LAFD chief to reassign many firefighters to rescue ambulances
Los Angeles Fire Chief Brian Cummings said Tuesday that he will reassign dozens of firefighters from engines to rescue ambulances beginning next month to handle an increase in medical emergencies.
The sudden action, coming after months of criticism over the agency’s 911 response times and Cummings’ leadership, drew immediate opposition from labor groups representing firefighters and department commanders, who warned the change would put firefighters at greater risk.
City fire commissioners and a key City Council member also questioned the plan, which calls for adding 11 new ambulances.
Cummings said the change is needed to reshape the Fire Department to match the agency’s workload, which has shifted from fighting fires to primarily responding to calls for emergency medical help. Those calls now account for more than 80% of 911 responses, according to department officials and an independent data analysis by The Times.
Fire officials say the proportion of medical emergency calls continues to increase. In the first two months of this year, emergency medical service calls grew 6.2%, compared with the same time period last year, Cummings said in a written report.
“This is an EMS provider agency,” the chief told the fire commission. “That is our core business.”
When responding to fires and medical emergencies, the LAFD often sends a ladder truck paired with a fire engine — a combination known as a light force. The team is staffed by six firefighters, who perform a variety of roles.
The chief’s plan, which he said takes effect May 5, would reassign about 60 firefighters working different shifts on 22 light forces citywide to ambulances. The firefighters are emergency medical technicians, not licensed paramedics with advanced lifesaving skills. They would staff non-paramedic units that provide basic medical treatment and respond to thousands of less serious emergencies each year.
The change would increase that class of ambulances by about one-third, to 45, freeing up nearly 90 overtaxed paramedic units to respond to the most life-threatening calls, officials said.
But Capt. Frank Lima, president of United Firefighters of Los Angeles City, which represents the rank and file, said the chief’s proposal will put fire engine crews in danger by cutting back personnel needed to safely attack structure fires. Taking a firefighter away from a light force could affect search-and-rescue operations, the ability to hoist heavy ladders onto buildings and cut holes in roofs to release dangerous buildups of heat and toxic smoke, Lima said.
“It sounds good on paper,” Lima said of the plan. “But to have one less firefighter, it absolutely puts our firefighters at risk.”
Union leaders also expressed skepticism about the data underpinning the chief’s plan and called for a more thorough, written analysis of the change. Cummings said that would have to come after the changes are in place.

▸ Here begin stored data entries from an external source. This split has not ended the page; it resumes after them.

//! Canonical wire encoding of resolved targets.
//!
//! Every target becomes one JSON object whose first key is `type`, followed only by the fields
//! that were actually spoken. Unset optional fields are left out entirely rather than written as
//! `null`. The resulting list is the argument handed to the remote command.

use std::str::FromStr;

use clap::ValueEnum;
use serde::{Deserialize, Serialize};
use serde_json::{Map, Value};

use crate::domain::model::{Target, TargetKind, TargetList};

/// One encoded target.
pub type WireObject = Map<String, Value>;

/// Failure while encoding or decoding the wire payload.
#[derive(Debug, thiserror::Error)]
pub enum WireError {
    #[error("failed to encode {kind} target")]
    Encode {
        kind: TargetKind,
        #[source]
        source: serde_json::Error,
    },
    #[error("{kind} target did not encode to an object")]
    NotAnObject { kind: TargetKind },
    #[error("invalid target at position {index}")]
    Decode {
        index: usize,
        #[source]
        source: serde_json::Error,
    },
    #[error("failed to render payload")]
    Render(#[source] serde_json::Error),
}

/// How JSON output is laid out.
#[derive(Debug, Clone, Copy, Default, PartialEq, Eq, Serialize, Deserialize, ValueEnum)]
#[serde(rename_all = "kebab-case")]
#[value(rename_all = "kebab-case")]
pub enum OutputStyle {
    /// Single line, as sent over the wire.
    #[default]
    Compact,
    /// Indented for reading.
    Pretty,
}

impl OutputStyle {
    pub fn as_str(&self) -> &'static str {
        match self {
            OutputStyle::Compact => "compact",
            OutputStyle::Pretty => "pretty",
        }
    }

    fn render<T: Serialize>(&self, value: &T) -> Result<String, WireError> {
        match self {
            OutputStyle::Compact => serde_json::to_string(value),
            OutputStyle::Pretty => serde_json::to_string_pretty(value),
        }
        .map_err(WireError::Render)
    }
}

impl FromStr for OutputStyle {
    type Err = OutputStyleParseError;

    fn from_str(value: &str) -> Result<Self, Self::Err> {
        match value.trim().to_ascii_lowercase().as_str() {
            "compact" | "json" => Ok(OutputStyle::Compact),
            "pretty" => Ok(OutputStyle::Pretty),
            other => Err(OutputStyleParseError::UnknownStyle(other.to_string())),
        }
    }
}

/// Error returned when parsing an [`OutputStyle`] fails.
#[derive(Debug, thiserror::Error, Clone, PartialEq, Eq)]
pub enum OutputStyleParseError {
    #[error("unknown output style '{0}'")]
    UnknownStyle(String),
}

/// Encode one target as a wire object.
pub fn encode_target(target: &Target) -> Result<WireObject, WireError> {
    let kind = target.kind();
    match serde_json::to_value(target).map_err(|source| WireError::Encode { kind, source })? {
        Value::Object(object) => Ok(object),
        _ => Err(WireError::NotAnObject { kind }),
    }
}

/// Ordered list of encoded targets.
#[derive(Debug, Clone, PartialEq, Serialize, Deserialize)]
#[serde(transparent)]
pub struct WirePayload(Vec<WireObject>);

impl WirePayload {
    /// Encode a target list, one object per target in the same order.
    pub fn encode(targets: &TargetList) -> Result<Self, WireError> {
        targets
            .iter()
            .map(encode_target)
            .collect::<Result<Vec<_>, _>>()
            .map(Self)
    }

    /// Decode the payload back into targets, as the receiving side would.
    pub fn decode(&self) -> Result<Vec<Target>, WireError> {
        self.0
            .iter()
            .enumerate()
            .map(|(index, object)| {
                serde_json::from_value(Value::Object(object.clone()))
                    .map_err(|source| WireError::Decode { index, source })
            })
            .collect()
    }

    pub fn objects(&self) -> &[WireObject] {
        &self.0
    }

    pub fn len(&self) -> usize {
        self.0.len()
    }

    pub fn is_empty(&self) -> bool {
        self.0.is_empty()
    }

    pub fn render(&self, style: OutputStyle) -> Result<String, WireError> {
        style.render(self)
    }
}

/// A remote command invocation carrying the payload as its single argument.
#[derive(Debug, Clone, PartialEq, Serialize, Deserialize)]
#[serde(rename_all = "camelCase")]
pub struct RpcCommand {
    pub command_id: String,
    pub args: Vec<WirePayload>,
}

impl RpcCommand {
    pub fn for_targets(
        command_id: impl Into<String>,
        targets: &TargetList,
    ) -> Result<Self, WireError> {
        Ok(Self {
            command_id: command_id.into(),
            args: vec![WirePayload::encode(targets)?],
        })
    }

    pub fn render(&self, style: OutputStyle) -> Result<String, WireError> {
        style.render(self)
    }
}

#[cfg(test)]
mod tests {
    use std::num::NonZeroU32;

    use serde_json::json;

    use super::*;
    use crate::domain::model::{Hint, PrimitiveTarget, RangeTarget, SearchTarget};

    fn letter(value: char) -> Hint {
        Hint::from_letters(&[value]).unwrap()
    }

    fn keys(object: &WireObject) -> Vec<&str> {
        object.keys().map(String::as_str).collect()
    }

    #[test]
    fn bare_primitive_has_only_type_and_hint() {
        let object = encode_target(&PrimitiveTarget::new(letter('a')).into()).unwrap();
        assert_eq!(keys(&object), ["type", "hint"]);
        assert_eq!(Value::Object(object), json!({"type": "primitive", "hint": "a"}));
    }

    #[test]
    fn primitive_with_count_and_reverse() {
        let target = PrimitiveTarget {
            hint: letter('a'),
            count: NonZeroU32::new(3),
            reverse: Some(true),
        };
        let object = encode_target(&target.into()).unwrap();
        assert_eq!(keys(&object), ["type", "hint", "count", "reverse"]);
        assert_eq!(object["count"], json!(3));
        assert_eq!(object["reverse"], json!(true));
    }

    #[test]
    fn explicit_false_is_kept() {
        let target = PrimitiveTarget {
            hint: letter('a'),
            count: None,
            reverse: Some(false),
        };
        let object = encode_target(&target.into()).unwrap();
        assert_eq!(object["reverse"], json!(false));
    }

    #[test]
    fn range_always_has_three_keys() {
        let target = RangeTarget {
            start: letter('a'),
            end: Hint::from_key(12),
        };
        let object = encode_target(&target.into()).unwrap();
        assert_eq!(keys(&object), ["type", "start", "end"]);
        assert_eq!(
            Value::Object(object),
            json!({"type": "range", "start": "a", "end": "12"})
        );
    }

    #[test]
    fn search_uses_camel_case_field_names() {
        let mut by_type = SearchTarget::new(1);
        by_type.item_type = Some("function".into());
        let mut by_text = SearchTarget::new(0);
        by_text.item_text = Some("hello world".into());

        assert_eq!(
            Value::Object(encode_target(&by_type.into()).unwrap()),
            json!({"type": "search", "offset": 1, "itemType": "function"})
        );
        assert_eq!(
            Value::Object(encode_target(&by_text.into()).unwrap()),
            json!({"type": "search", "offset": 0, "itemText": "hello world"})
        );
    }

    #[test]
    fn payload_preserves_order() {
        let list = TargetList::new(vec![
            PrimitiveTarget::new(letter('b')).into(),
            SearchTarget::new(4).into(),
            PrimitiveTarget::new(letter('a')).into(),
        ])
        .unwrap();
        let payload = WirePayload::encode(&list).unwrap();
        assert_eq!(payload.len(), 3);
        let tags: Vec<_> = payload
            .objects()
            .iter()
            .map(|object| object["type"].as_str().unwrap())
            .collect();
        assert_eq!(tags, ["primitive", "search", "primitive"]);
        assert_eq!(payload.decode().unwrap(), list.into_vec());
    }

    #[test]
    fn decode_reports_the_bad_position() {
        let payload: WirePayload = serde_json::from_value(json!([
            {"type": "primitive", "hint": "a"},
            {"type": "unknown"}
        ]))
        .unwrap();
        assert!(matches!(payload.decode(), Err(WireError::Decode { index: 1, .. })));
    }

    #[test]
    fn rpc_command_wraps_payload_as_single_argument() {
        let list = TargetList::new(vec![PrimitiveTarget::new(letter('a')).into()]).unwrap();
        let command = RpcCommand::for_targets("clippy.copyItems", &list).unwrap();
        assert_eq!(
            command.render(OutputStyle::Compact).unwrap(),
            r#"{"commandId":"clippy.copyItems","args":[[{"type":"primitive","hint":"a"}]]}"#
        );
    }

    #[test]
    fn output_style_parses_aliases() {
        assert_eq!("Pretty".parse::<OutputStyle>(), Ok(OutputStyle::Pretty));
        assert_eq!("json".parse::<OutputStyle>(), Ok(OutputStyle::Compact));
        assert!("yaml".parse::<OutputStyle>().is_err());
    }
}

The chief’s sudden push for the changes drew questions from Fire Commissioner Alan Skobin, who suggested the plan may need more scrutiny. The panel did not stop the chief from moving forward, but did set a special meeting for April 25 to consider additional information on the plan.
Skobin, a former city police commissioner, said the LAPD typically presented detailed written reports before any significant change in operations. Though Cummings said the plan was based on detailed data analysis, the only material circulated at the commission meeting was a “draft” report of less than 1 1/2 pages.
The department’s data analysis has been under increased scrutiny since March 2012, when fire officials admitted to publishing response times that made it appear rescuers arrived at emergencies faster than they actually did. A task force of experts overseen by Skobin found that fire officials responsible for crunching the numbers were poorly qualified and that previous departmental data analysis “should not be relied upon.”
A series of subsequent Times investigations found delays in processing 911 calls and summoning the nearest medical rescuers from other jurisdictions, as well as wide gaps in response times in different parts of the city. The problems worsened after cutbacks ordered by the mayor and the City Council during the economic downturn cost the department more than 300 positions.
The proposal was also called into question Tuesday by Councilman Mitchell Englander, chairman of the Public Safety Committee. He said he will summon Cummings before the committee to explain the changes.
“We know that the data has been flawed and has been wrong,” Englander told The Times. “I’d like to see the numbers to back it up.”
Cummings previously weighed a plan to seek additional funding from the City Council to restore about 300 agency positions eliminated in recent years. But he withdrew the restoration plan last month, saying it needed more work.
Lima said that the union is not opposed to adding ambulances, but that Cummings should be seeking additional funds to pay for ambulance staffing.
“Although the City Council has promised additional revenue, it’s not there,” Cummings said. “I can’t print money.”